TB

Quarantine orders for XDR-TB patients: 25 October 2006

Tamar Kahn: Business Day, 25 October 2006

HEALTH Department director-general Thami Mseleku has told parliament that authorities would use their legal powers to quarantine patients with extremely drug-resistant tuberculosis (XDR-TB) who refused to stay in hospital and comply with treatment. He said that the department would ask for court orders to quarantine patients if need be. Patients would be released when their disease was under control (making them less infectious), provided they agreed to complete their course of medication, he said.

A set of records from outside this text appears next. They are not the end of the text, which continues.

//! Domain errors for the catsync daemon.

use thiserror::Error;

/// Domain-level errors that can occur while synchronizing tasks.
#[derive(Debug, Error)]
pub enum DomainError {
    #[error("Invalid configuration: {0}")]
    ConfigInvalid(String),

    #[error("Catalog unreachable: {0}")]
    CatalogUnreachable(String),

    #[error("Catalog rejected request: {0}")]
    CatalogBadRequest(String),

    #[error("Template render failed for task '{task}': {reason}")]
    TemplateRender { task: String, reason: String },

    #[error("Driver initialization failed for task '{task}': {reason}")]
    DriverInit { task: String, reason: String },

    #[error("Driver apply failed for task '{task}': {reason}")]
    DriverApply { task: String, reason: String },

    #[error("Buffer period cancelled for task '{0}'")]
    BufferCancelled(String),

    #[error("Task not found: {0}")]
    TaskNotFound(String),

    #[error("Task '{0}' is currently running")]
    TaskActive(String),

    #[error("Unauthorized")]
    Unauthorized,

    #[error("Validation failed: {0}")]
    ValidationFailed(String),

    #[error("Serialization error: {0}")]
    SerializationError(String),

    #[error("I/O error: {0}")]
    Io(String),
}

pub type DomainResult<T> = Result<T, DomainError>;

impl From<serde_json::Error> for DomainError {
    fn from(err: serde_json::Error) -> Self {
        DomainError::SerializationError(err.to_string())
    }
}

impl From<std::io::Error> for DomainError {
    fn from(err: std::io::Error) -> Self {
        DomainError::Io(err.to_string())
    }
}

The recent emergence of XDR-TB in SA has alarmed public health experts around the world, as it appears to pose a particularly high risk to people infected with HIV. All of the 78 confirmed cases in KwaZulu-Natal, 74 of which have so far proved fatal, tested positive for HIV, said Mseleku. Documents presented in Parliament detailed low cure rates (51%) for ordinary TB, and even lower rates for multi-drug-resistant MDR-TB (23%). The papers also highlighted problems in handling patients with MDR-TB, which is resistant to first-line treatment drugs rifampicin and isoniazid. Often patients with MDR-TB discharged themselves from hospital or stopped taking their pills - due to drug or alcohol abuse problems, or because they suffered side-effects. The latest strain of TB to emerge in SA, XDR-TB, does not respond to first-line drugs and is also resistant to at least three of the six classes of second-line drugs. It is tackled with older, less effective drugs, such as capreomycin and para amino salicylic acid. Mseleku said doctors could obtain a court order to confine infectious patients to hospital in the interests of public health, but this was considered a measure of last resort. He said more emphasis needed to be placed on raising public awareness of the dangers of not completing the standard six-month course of antibiotics for combating ordinary TB, as failure to do so increased the risk that patients would develop drug resistance. Patients infected with such drug-resistant strains could transmit the disease to other people by sneezing or coughing, thus posing a public health threat. Mseleku said that if people developed resistance to those drugs (capreomycin and para amino salicylic acid), nothing else was left. He noted that the new TB drugs were not expected to reach the market before 2015.